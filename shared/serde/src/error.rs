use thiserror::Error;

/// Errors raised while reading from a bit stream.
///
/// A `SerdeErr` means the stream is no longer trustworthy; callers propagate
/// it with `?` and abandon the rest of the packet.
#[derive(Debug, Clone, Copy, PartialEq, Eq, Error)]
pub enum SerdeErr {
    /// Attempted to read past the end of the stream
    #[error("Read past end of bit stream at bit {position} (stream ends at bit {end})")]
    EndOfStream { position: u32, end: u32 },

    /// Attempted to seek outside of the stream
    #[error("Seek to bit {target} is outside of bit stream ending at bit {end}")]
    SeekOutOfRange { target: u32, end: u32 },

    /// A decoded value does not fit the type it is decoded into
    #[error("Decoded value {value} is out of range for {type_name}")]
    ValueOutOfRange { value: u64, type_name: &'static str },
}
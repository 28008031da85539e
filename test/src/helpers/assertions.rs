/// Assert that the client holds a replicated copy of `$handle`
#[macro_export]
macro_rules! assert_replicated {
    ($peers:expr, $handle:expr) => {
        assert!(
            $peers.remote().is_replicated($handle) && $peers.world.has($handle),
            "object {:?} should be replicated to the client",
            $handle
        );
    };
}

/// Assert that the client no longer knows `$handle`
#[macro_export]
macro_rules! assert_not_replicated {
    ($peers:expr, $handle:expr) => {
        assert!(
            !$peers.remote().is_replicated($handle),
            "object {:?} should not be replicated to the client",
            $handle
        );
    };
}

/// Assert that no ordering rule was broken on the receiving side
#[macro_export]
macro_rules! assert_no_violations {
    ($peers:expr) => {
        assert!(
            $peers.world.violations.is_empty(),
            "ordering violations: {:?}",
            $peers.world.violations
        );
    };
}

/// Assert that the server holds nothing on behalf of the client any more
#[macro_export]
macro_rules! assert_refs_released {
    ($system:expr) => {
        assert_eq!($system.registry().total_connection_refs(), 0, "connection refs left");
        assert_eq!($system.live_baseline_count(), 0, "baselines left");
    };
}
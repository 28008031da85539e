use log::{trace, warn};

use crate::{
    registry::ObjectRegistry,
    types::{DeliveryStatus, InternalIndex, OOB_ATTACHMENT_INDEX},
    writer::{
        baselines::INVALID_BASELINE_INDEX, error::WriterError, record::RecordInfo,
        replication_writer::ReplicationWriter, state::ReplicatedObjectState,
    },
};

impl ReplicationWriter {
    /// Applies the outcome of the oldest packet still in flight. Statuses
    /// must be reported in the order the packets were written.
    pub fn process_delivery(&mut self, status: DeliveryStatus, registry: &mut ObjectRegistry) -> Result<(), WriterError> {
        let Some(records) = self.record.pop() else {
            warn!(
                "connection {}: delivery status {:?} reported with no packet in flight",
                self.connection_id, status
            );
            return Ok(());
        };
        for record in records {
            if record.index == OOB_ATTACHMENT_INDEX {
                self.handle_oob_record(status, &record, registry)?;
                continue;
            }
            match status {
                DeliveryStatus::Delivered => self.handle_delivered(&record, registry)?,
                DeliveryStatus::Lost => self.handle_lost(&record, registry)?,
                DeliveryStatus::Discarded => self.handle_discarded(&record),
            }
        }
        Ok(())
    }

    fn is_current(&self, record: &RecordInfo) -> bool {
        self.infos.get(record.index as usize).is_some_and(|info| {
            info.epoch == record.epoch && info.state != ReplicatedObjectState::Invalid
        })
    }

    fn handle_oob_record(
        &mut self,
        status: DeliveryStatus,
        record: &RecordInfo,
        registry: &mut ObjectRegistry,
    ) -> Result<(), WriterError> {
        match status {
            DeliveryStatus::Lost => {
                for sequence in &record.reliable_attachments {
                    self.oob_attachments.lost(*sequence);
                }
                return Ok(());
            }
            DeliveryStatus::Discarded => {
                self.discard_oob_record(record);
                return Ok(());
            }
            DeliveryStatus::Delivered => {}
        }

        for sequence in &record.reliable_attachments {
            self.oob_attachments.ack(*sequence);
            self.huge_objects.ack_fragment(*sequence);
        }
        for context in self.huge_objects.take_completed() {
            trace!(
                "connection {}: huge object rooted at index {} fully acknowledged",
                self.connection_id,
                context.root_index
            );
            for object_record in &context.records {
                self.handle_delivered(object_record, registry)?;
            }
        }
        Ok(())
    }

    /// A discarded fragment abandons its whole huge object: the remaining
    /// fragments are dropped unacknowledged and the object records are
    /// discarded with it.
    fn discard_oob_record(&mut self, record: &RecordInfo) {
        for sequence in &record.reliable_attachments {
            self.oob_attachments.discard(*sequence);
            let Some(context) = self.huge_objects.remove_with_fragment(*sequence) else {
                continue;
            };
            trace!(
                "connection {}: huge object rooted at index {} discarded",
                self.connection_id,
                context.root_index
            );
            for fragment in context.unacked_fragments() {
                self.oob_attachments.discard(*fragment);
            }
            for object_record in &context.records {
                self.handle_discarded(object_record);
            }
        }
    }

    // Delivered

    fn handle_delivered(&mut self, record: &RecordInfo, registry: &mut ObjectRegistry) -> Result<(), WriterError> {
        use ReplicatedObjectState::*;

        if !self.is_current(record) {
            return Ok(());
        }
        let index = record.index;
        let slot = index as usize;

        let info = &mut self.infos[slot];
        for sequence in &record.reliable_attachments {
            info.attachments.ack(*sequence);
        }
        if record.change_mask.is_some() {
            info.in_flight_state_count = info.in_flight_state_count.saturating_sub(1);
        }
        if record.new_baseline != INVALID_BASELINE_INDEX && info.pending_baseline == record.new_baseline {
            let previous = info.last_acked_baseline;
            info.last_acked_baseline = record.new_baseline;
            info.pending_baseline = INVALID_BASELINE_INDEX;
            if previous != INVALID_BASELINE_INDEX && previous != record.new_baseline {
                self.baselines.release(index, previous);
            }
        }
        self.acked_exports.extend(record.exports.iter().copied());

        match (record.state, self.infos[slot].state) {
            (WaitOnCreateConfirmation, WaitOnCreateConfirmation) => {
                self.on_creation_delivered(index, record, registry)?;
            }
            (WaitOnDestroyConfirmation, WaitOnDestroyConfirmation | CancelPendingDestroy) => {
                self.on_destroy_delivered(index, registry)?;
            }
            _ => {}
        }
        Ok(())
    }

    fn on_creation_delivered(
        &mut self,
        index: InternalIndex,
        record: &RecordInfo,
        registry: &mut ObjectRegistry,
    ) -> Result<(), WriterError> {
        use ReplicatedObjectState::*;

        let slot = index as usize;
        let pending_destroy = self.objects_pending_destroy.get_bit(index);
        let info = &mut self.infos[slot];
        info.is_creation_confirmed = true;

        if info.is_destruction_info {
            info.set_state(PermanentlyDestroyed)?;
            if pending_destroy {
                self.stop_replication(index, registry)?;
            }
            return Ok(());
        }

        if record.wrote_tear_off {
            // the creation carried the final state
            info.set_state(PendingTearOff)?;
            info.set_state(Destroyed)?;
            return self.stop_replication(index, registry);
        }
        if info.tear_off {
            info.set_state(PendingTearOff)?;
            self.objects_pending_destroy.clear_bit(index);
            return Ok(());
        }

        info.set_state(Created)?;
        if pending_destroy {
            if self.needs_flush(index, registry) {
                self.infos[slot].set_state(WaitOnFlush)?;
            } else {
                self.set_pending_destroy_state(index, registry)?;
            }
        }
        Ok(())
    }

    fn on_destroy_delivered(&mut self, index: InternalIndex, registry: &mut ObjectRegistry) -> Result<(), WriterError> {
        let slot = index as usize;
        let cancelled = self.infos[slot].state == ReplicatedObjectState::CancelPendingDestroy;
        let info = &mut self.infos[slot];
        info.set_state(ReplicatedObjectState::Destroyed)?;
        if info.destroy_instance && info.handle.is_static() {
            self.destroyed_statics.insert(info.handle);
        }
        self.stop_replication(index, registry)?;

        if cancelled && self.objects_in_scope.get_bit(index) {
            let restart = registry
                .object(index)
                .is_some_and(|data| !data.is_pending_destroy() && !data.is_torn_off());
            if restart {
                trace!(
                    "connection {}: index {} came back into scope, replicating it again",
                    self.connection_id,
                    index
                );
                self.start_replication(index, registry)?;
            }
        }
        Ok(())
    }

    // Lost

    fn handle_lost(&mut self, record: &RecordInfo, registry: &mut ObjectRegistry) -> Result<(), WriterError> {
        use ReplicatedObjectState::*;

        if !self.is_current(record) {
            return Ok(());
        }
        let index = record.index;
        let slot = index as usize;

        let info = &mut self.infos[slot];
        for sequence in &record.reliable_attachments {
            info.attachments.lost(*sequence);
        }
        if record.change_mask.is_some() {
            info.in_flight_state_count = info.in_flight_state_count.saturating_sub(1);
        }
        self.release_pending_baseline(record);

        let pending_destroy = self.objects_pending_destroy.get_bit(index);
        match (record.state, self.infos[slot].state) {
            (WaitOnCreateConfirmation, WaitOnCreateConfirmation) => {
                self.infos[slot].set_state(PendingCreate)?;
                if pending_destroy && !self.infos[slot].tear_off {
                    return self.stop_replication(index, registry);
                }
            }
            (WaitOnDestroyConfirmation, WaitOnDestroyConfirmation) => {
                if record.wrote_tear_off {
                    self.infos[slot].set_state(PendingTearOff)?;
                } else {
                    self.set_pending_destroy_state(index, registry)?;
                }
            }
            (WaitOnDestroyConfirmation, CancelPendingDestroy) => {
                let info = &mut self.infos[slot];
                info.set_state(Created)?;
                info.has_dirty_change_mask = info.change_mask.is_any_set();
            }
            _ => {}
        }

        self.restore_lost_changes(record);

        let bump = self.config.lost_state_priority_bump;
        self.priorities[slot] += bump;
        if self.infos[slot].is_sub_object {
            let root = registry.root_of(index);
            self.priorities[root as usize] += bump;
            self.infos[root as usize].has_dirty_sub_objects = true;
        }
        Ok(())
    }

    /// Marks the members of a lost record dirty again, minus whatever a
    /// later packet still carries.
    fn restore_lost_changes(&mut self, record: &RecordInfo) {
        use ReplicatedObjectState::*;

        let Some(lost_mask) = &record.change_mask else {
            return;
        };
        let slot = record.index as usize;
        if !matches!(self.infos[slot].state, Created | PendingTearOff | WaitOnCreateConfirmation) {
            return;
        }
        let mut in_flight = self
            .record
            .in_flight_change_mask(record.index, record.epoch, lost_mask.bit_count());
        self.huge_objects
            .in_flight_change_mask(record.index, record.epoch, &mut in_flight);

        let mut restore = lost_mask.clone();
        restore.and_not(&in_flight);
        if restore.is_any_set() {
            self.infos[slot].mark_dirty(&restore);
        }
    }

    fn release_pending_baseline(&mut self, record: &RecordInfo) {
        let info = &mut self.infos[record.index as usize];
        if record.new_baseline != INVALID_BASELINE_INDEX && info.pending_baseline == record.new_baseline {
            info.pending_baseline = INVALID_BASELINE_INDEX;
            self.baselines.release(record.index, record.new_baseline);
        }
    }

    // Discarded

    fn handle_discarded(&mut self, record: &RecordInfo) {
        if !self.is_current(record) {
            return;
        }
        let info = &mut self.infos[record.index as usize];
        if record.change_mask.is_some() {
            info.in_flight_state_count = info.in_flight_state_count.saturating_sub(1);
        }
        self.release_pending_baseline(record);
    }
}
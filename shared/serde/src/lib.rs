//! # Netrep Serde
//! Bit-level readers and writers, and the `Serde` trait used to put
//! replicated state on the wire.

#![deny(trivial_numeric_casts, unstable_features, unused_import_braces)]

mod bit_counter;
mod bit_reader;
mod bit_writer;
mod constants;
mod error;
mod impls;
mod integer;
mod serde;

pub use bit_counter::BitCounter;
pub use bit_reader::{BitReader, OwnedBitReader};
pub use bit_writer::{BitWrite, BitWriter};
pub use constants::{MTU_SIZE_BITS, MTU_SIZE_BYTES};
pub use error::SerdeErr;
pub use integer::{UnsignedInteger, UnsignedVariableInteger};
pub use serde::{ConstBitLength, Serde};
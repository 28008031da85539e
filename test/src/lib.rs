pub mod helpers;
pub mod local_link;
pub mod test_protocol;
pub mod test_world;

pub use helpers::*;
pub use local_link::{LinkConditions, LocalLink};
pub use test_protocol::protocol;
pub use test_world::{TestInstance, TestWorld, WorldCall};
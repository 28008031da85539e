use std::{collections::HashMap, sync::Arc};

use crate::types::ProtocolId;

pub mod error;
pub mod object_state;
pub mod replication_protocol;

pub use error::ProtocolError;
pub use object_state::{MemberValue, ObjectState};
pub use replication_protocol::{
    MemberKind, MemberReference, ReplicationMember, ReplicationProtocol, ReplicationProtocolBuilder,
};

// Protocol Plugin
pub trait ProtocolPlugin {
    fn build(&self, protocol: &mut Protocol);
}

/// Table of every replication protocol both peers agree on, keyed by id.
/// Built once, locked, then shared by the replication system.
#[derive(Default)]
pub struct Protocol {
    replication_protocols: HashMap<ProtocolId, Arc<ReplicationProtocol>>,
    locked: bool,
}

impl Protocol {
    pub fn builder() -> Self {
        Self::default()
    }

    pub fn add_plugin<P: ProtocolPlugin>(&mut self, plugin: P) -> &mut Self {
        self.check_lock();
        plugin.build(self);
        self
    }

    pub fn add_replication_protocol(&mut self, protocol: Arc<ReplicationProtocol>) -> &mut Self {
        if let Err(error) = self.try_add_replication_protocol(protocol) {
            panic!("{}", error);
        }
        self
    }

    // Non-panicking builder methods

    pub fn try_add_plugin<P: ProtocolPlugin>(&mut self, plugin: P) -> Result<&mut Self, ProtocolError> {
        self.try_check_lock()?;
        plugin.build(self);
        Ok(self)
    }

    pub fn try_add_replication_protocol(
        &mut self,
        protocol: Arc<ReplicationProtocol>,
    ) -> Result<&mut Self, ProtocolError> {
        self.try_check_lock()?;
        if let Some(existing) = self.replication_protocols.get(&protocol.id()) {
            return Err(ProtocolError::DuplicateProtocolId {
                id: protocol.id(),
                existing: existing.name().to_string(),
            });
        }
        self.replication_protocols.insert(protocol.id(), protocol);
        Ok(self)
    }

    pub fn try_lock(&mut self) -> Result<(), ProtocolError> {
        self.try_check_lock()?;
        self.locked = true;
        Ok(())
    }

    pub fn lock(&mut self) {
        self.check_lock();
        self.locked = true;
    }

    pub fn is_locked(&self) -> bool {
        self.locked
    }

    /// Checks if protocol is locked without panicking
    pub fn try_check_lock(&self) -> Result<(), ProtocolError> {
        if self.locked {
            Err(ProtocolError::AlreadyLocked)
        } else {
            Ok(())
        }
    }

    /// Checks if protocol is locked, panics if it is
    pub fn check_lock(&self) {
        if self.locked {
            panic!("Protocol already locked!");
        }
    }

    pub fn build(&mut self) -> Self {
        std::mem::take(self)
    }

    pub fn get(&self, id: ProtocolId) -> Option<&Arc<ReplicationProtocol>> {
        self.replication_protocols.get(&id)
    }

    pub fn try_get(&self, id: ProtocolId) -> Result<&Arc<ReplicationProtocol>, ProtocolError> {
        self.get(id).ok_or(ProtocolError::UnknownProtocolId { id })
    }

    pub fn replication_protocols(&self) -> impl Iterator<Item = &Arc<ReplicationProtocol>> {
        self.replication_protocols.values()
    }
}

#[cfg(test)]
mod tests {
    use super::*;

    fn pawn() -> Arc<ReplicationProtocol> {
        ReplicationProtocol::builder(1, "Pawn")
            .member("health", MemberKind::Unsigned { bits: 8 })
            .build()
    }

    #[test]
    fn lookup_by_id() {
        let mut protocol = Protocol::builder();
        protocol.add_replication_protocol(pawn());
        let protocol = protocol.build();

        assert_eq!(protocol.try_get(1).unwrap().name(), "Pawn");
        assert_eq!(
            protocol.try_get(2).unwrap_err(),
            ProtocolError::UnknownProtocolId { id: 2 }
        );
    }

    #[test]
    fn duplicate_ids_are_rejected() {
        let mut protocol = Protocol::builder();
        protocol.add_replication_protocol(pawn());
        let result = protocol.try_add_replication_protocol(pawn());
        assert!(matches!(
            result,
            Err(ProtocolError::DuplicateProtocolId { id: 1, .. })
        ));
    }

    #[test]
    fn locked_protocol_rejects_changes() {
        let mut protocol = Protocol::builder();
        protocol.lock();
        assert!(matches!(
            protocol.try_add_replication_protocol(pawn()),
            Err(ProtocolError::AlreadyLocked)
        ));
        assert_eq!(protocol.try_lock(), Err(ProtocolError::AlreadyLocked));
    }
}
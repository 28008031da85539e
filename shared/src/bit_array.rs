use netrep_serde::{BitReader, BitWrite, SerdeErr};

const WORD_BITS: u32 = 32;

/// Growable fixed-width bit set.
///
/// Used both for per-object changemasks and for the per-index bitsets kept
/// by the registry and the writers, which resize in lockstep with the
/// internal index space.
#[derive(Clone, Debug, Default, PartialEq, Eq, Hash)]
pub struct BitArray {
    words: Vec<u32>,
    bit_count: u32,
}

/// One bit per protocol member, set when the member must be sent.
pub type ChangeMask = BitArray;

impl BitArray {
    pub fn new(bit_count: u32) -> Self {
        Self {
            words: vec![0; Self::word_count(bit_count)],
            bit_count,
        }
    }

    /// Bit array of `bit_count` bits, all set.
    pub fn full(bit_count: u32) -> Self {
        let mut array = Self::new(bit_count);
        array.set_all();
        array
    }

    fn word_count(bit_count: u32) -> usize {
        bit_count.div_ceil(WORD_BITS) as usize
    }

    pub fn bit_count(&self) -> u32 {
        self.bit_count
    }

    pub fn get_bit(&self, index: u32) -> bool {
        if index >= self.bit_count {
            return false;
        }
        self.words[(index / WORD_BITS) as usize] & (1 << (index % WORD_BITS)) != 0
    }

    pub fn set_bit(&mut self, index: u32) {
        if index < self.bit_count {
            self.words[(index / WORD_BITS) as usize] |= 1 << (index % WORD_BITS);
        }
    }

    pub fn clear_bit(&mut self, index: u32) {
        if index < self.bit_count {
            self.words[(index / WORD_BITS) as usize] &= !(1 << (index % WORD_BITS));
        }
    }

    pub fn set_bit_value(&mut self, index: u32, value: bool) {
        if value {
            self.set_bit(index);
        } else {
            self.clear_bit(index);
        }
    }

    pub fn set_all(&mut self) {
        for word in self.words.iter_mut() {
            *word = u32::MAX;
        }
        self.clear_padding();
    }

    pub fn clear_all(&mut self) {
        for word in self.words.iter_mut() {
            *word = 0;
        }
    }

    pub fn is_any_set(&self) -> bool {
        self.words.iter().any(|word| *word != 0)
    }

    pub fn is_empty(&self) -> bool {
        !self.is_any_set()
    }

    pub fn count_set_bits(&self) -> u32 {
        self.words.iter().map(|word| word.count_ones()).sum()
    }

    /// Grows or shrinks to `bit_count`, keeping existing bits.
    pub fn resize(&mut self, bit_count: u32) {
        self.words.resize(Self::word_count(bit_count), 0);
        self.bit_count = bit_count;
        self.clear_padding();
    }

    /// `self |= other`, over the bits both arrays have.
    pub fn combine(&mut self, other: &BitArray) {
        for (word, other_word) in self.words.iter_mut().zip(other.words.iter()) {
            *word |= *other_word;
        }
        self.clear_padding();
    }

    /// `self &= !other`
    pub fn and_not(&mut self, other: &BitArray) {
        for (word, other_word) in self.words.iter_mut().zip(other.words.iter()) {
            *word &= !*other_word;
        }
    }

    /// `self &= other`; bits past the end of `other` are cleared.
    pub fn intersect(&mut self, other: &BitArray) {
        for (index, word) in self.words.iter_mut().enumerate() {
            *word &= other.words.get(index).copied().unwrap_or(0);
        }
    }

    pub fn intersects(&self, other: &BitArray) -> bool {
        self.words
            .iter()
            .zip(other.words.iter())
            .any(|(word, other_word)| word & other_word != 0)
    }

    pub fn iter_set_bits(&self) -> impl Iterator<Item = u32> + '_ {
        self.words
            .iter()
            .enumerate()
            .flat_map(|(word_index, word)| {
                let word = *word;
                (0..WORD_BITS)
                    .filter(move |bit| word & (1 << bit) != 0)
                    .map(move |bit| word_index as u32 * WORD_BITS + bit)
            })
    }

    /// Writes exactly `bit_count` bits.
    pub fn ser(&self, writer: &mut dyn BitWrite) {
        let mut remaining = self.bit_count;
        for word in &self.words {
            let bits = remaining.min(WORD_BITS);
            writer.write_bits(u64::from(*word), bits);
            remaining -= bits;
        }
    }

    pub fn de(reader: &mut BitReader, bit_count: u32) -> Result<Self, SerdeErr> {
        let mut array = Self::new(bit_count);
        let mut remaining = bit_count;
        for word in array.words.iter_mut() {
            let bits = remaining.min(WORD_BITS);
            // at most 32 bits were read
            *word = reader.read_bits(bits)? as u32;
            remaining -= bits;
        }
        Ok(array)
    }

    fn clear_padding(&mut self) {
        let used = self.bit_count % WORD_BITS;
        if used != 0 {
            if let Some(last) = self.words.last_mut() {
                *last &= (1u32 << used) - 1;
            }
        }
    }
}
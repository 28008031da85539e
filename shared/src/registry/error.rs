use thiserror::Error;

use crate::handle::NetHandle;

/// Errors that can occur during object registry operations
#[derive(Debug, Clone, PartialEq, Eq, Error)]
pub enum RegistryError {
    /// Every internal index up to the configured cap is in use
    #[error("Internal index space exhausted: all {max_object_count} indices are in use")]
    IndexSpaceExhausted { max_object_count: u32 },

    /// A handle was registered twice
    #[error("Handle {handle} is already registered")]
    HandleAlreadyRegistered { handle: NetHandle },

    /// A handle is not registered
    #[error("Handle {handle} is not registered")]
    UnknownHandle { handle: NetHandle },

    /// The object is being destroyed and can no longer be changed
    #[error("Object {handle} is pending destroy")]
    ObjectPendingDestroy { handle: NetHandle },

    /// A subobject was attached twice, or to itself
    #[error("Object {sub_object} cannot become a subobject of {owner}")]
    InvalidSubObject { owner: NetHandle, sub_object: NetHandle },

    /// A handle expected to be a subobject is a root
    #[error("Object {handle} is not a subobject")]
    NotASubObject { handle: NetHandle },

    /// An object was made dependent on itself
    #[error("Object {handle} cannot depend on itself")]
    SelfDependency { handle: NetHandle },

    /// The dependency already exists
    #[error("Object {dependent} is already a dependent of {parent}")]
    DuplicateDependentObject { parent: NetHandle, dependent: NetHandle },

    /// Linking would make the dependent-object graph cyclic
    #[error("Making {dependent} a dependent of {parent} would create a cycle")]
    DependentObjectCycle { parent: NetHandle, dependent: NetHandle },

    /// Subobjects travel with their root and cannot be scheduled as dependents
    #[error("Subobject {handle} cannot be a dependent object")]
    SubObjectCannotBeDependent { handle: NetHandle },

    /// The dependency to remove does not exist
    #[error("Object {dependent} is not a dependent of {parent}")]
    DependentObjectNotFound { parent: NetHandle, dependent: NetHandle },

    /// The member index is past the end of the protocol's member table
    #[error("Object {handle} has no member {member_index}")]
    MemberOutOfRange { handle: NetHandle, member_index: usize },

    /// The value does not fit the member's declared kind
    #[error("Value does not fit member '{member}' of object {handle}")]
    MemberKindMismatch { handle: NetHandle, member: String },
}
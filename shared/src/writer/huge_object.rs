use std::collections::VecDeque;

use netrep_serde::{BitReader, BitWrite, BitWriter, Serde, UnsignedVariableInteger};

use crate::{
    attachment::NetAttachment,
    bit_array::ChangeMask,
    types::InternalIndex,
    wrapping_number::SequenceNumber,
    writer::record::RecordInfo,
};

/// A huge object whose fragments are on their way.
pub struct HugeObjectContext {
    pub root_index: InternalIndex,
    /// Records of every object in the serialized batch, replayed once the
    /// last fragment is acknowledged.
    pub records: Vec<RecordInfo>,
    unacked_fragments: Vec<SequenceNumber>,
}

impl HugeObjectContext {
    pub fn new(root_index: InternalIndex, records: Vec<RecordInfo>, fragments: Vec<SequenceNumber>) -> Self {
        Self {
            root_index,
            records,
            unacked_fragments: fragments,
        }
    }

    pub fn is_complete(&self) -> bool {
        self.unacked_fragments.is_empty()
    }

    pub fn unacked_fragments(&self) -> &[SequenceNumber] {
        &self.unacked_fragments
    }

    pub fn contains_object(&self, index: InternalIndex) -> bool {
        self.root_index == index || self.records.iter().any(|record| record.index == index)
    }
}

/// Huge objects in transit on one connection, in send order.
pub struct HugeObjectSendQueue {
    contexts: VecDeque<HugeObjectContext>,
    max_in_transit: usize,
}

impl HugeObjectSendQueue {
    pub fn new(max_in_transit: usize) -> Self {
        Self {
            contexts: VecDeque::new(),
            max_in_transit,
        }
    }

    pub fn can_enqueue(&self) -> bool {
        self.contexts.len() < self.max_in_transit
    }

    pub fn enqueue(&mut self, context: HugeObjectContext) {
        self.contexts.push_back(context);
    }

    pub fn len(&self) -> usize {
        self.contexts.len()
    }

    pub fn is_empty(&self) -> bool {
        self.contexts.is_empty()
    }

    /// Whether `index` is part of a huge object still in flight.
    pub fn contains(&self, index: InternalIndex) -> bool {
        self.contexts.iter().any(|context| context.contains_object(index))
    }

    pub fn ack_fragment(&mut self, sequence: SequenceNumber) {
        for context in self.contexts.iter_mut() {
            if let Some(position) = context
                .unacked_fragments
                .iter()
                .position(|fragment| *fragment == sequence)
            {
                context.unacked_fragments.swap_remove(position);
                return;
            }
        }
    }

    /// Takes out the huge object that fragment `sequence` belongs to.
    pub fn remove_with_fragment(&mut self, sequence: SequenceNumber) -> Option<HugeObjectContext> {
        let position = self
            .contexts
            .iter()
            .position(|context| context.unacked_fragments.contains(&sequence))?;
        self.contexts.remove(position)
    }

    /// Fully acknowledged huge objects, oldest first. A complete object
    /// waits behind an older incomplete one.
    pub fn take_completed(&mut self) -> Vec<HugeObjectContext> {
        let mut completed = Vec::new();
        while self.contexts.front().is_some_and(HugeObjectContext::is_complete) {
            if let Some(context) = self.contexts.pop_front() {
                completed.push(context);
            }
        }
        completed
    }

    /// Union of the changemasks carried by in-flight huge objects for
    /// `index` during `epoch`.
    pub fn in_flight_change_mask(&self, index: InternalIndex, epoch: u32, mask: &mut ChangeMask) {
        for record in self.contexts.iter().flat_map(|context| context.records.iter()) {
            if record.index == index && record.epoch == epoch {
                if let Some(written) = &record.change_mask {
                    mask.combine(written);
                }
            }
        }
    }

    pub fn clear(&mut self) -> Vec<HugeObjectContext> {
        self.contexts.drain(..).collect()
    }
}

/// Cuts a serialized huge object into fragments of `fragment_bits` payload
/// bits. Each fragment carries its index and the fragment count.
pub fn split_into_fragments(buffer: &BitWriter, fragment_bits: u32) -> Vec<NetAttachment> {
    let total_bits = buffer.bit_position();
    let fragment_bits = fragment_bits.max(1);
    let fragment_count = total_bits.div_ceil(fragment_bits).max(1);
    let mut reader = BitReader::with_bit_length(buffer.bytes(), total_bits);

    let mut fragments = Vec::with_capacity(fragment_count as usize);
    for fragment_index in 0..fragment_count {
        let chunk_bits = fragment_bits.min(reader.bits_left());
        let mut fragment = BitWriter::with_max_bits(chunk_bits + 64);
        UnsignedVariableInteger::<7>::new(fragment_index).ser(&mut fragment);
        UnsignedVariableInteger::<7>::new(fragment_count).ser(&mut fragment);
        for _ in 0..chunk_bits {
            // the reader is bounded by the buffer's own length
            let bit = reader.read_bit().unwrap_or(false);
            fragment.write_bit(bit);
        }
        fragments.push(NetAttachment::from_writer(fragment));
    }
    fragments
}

Problem to solve
Please reproduce exactly the lines above, beginning with the first and ending with the line that contains "#[derive(Debug, Clone, Copy, PartialEq, Eq, Error)]", and include nothing outside that range.

Expected answer
filename shared/serde/src/error.rs
use thiserror::Error;

/// Errors raised while reading from a bit stream.
///
/// A `SerdeErr` means the stream is no longer trustworthy; callers propagate
/// it with `?` and abandon the rest of the packet.
#[derive(Debug, Clone, Copy, PartialEq, Eq, Error)]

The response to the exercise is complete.